(What needs to be done): Output only the stretch of the listing that starts at the line containing "filename crates/hmmviz-vis/src/export.rs" and ends at the line containing "use crate::error::Result;", reproduced exactly with both ends.
┄┄┄┄┄┄
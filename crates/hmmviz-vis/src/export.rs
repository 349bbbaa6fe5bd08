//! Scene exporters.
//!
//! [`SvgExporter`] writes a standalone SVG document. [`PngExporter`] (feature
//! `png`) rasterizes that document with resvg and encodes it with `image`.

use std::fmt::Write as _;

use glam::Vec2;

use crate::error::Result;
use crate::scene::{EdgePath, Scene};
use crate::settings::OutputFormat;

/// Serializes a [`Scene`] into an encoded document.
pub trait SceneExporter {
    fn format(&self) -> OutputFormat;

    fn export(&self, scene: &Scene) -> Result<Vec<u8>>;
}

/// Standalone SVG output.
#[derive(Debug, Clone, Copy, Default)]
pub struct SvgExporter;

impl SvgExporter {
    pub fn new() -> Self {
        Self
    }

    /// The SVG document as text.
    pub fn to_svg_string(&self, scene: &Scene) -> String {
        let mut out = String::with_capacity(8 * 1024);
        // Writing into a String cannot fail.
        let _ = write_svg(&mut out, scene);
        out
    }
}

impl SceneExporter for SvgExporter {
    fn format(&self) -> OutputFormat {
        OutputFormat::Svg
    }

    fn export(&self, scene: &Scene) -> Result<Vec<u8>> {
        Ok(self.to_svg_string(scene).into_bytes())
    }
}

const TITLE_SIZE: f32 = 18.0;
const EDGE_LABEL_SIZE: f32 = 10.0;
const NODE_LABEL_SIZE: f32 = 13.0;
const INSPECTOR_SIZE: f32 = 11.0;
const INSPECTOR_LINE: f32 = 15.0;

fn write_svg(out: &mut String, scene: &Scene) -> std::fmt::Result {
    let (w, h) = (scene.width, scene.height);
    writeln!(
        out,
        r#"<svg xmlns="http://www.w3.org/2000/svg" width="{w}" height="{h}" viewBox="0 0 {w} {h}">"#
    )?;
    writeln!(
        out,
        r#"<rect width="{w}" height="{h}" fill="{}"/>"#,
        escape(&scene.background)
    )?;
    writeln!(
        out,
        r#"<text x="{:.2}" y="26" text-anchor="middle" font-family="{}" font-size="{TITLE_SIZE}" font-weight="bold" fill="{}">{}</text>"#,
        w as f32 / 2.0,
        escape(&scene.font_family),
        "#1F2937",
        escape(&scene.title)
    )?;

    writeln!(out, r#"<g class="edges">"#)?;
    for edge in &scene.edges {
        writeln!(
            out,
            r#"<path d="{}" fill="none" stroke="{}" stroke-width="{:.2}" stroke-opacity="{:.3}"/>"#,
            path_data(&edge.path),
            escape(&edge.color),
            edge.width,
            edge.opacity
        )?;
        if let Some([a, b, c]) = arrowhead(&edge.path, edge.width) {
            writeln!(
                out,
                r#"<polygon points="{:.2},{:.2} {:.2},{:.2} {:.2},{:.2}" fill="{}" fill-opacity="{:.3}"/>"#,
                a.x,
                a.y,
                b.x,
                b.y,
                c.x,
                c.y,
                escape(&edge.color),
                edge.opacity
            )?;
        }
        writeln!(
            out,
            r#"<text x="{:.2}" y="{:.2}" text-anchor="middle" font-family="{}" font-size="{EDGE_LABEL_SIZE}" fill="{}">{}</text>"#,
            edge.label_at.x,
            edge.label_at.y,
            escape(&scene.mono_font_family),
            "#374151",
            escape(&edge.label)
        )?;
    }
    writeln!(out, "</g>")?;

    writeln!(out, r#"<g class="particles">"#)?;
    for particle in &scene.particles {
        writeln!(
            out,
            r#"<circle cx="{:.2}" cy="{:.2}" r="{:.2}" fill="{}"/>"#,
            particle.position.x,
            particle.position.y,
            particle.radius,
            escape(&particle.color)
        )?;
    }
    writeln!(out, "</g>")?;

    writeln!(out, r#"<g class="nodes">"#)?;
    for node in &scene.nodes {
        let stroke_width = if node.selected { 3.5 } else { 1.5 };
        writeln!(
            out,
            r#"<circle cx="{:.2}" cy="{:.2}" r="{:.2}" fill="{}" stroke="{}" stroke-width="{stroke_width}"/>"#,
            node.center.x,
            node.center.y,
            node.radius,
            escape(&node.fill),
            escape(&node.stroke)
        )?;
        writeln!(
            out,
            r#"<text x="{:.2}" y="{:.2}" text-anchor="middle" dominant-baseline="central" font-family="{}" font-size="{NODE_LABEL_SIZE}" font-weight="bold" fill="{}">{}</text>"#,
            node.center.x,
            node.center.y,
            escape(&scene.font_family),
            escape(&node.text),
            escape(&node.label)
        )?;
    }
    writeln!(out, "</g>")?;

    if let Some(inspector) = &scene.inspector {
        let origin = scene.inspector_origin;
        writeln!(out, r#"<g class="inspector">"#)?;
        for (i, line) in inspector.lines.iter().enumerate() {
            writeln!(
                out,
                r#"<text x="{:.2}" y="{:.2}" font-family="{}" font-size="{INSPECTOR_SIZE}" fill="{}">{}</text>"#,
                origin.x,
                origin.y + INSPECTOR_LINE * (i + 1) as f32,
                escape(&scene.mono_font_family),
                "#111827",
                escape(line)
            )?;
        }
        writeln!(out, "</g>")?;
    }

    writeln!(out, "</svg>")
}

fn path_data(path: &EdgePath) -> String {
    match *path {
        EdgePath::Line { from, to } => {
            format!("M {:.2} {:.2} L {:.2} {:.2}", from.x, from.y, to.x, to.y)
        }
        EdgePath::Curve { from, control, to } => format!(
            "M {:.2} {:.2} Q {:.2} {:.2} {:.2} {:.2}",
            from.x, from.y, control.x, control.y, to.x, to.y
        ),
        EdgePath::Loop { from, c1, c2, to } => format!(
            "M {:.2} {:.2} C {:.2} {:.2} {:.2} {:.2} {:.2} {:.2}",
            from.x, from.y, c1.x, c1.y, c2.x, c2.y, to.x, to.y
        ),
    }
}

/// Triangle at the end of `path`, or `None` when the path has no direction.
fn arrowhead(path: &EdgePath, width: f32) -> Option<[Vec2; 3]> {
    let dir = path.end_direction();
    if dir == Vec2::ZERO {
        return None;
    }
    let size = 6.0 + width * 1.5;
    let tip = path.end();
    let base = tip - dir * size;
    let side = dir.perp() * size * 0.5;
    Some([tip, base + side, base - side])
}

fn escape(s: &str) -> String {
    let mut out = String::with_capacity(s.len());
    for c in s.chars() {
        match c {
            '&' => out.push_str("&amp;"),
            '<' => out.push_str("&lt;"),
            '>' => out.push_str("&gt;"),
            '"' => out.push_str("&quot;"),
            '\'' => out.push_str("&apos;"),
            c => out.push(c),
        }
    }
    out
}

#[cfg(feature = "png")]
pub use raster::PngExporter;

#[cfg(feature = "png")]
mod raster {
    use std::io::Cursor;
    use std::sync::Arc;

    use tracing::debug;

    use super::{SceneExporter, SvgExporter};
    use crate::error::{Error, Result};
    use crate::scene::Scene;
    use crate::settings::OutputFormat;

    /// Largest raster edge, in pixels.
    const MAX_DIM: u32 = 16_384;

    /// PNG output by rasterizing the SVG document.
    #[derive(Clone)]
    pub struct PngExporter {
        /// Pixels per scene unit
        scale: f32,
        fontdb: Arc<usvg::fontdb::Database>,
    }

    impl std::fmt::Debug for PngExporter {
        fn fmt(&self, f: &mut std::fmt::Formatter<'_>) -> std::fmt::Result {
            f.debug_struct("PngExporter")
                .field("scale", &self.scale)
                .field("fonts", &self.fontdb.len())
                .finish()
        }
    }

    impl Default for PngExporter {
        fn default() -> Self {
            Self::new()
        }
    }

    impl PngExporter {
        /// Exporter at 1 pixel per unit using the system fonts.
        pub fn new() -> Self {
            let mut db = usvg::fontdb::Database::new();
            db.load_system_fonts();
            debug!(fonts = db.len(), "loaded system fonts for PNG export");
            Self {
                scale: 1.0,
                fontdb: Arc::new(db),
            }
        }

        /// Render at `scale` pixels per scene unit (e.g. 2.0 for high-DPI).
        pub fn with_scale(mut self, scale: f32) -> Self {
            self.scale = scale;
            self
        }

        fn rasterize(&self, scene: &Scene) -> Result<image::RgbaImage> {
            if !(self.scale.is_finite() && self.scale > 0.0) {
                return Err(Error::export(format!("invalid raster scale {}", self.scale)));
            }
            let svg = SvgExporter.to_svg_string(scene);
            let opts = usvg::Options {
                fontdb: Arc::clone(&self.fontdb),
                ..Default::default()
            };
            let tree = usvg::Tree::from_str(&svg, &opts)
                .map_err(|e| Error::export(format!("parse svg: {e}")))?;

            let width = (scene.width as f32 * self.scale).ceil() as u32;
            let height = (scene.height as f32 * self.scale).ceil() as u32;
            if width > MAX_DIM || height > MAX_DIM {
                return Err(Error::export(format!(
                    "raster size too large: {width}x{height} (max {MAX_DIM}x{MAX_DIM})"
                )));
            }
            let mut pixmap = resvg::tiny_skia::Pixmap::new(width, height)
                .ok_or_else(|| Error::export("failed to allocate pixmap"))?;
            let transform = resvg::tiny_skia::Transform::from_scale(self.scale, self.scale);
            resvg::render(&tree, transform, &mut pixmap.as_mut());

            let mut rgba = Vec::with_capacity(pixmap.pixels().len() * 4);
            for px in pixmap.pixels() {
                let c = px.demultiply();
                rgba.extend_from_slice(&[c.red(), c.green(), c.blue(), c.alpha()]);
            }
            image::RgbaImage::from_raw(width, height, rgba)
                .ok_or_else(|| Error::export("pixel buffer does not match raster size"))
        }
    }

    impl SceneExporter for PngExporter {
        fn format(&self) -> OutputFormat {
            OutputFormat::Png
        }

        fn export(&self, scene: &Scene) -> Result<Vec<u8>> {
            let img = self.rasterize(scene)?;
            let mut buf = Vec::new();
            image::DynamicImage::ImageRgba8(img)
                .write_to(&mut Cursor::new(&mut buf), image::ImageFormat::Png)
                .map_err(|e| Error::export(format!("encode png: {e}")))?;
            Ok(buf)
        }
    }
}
┄┄┄┄┄┄
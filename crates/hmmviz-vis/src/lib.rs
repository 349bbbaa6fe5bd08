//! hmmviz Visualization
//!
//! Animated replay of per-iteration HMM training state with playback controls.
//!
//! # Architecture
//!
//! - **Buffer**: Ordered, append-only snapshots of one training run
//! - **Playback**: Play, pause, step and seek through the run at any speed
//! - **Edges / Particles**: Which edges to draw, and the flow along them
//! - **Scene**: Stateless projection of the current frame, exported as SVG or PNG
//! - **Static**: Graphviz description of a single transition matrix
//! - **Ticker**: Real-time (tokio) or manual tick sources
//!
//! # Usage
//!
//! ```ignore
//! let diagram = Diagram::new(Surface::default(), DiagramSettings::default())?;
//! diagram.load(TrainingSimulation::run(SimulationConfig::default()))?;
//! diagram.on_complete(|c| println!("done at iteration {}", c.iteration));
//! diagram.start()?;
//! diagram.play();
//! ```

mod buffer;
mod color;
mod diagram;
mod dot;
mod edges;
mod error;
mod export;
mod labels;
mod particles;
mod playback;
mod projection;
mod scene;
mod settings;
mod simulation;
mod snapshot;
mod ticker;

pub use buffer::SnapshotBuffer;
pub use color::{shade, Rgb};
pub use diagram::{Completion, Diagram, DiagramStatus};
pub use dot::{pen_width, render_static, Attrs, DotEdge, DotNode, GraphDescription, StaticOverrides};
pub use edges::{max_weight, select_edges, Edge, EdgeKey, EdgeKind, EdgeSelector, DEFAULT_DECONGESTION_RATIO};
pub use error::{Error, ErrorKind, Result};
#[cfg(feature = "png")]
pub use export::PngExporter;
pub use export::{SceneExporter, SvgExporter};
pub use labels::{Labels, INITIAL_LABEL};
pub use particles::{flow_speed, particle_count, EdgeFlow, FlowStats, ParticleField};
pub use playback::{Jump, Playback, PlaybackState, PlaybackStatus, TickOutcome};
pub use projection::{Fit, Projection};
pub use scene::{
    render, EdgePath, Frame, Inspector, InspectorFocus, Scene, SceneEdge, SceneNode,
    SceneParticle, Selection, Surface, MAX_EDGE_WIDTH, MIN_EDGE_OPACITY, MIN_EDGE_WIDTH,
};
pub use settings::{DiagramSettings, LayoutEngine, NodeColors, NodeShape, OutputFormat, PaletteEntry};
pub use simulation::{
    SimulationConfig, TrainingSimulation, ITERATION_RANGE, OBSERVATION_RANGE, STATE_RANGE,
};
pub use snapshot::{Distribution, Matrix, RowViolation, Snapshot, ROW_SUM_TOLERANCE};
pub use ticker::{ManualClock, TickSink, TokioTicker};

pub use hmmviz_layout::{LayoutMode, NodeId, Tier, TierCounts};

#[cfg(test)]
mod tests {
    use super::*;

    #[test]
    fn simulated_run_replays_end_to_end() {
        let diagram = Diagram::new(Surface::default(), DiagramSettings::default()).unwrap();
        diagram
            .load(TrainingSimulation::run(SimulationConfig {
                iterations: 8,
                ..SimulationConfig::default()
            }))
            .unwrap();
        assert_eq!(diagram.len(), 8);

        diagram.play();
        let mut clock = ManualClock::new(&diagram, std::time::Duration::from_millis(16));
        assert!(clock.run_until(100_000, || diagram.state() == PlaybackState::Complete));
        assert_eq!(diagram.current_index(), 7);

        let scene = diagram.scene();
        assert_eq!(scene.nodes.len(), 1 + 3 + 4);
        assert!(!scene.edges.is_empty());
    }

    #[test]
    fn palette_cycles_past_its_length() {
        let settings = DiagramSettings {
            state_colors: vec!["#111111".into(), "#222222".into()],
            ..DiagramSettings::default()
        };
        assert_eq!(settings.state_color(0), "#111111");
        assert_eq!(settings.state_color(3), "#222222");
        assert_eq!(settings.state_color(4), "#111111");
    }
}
┄┄┄┄┄┄
(Reply):
filename crates/hmmviz-vis/src/export.rs
repository 349bbbaa6fe5bd08
//! Scene exporters.
//!
//! [`SvgExporter`] writes a standalone SVG document. [`PngExporter`] (feature
//! `png`) rasterizes that document with resvg and encodes it with `image`.

use std::fmt::Write as _;

use glam::Vec2;

use crate::error::Result;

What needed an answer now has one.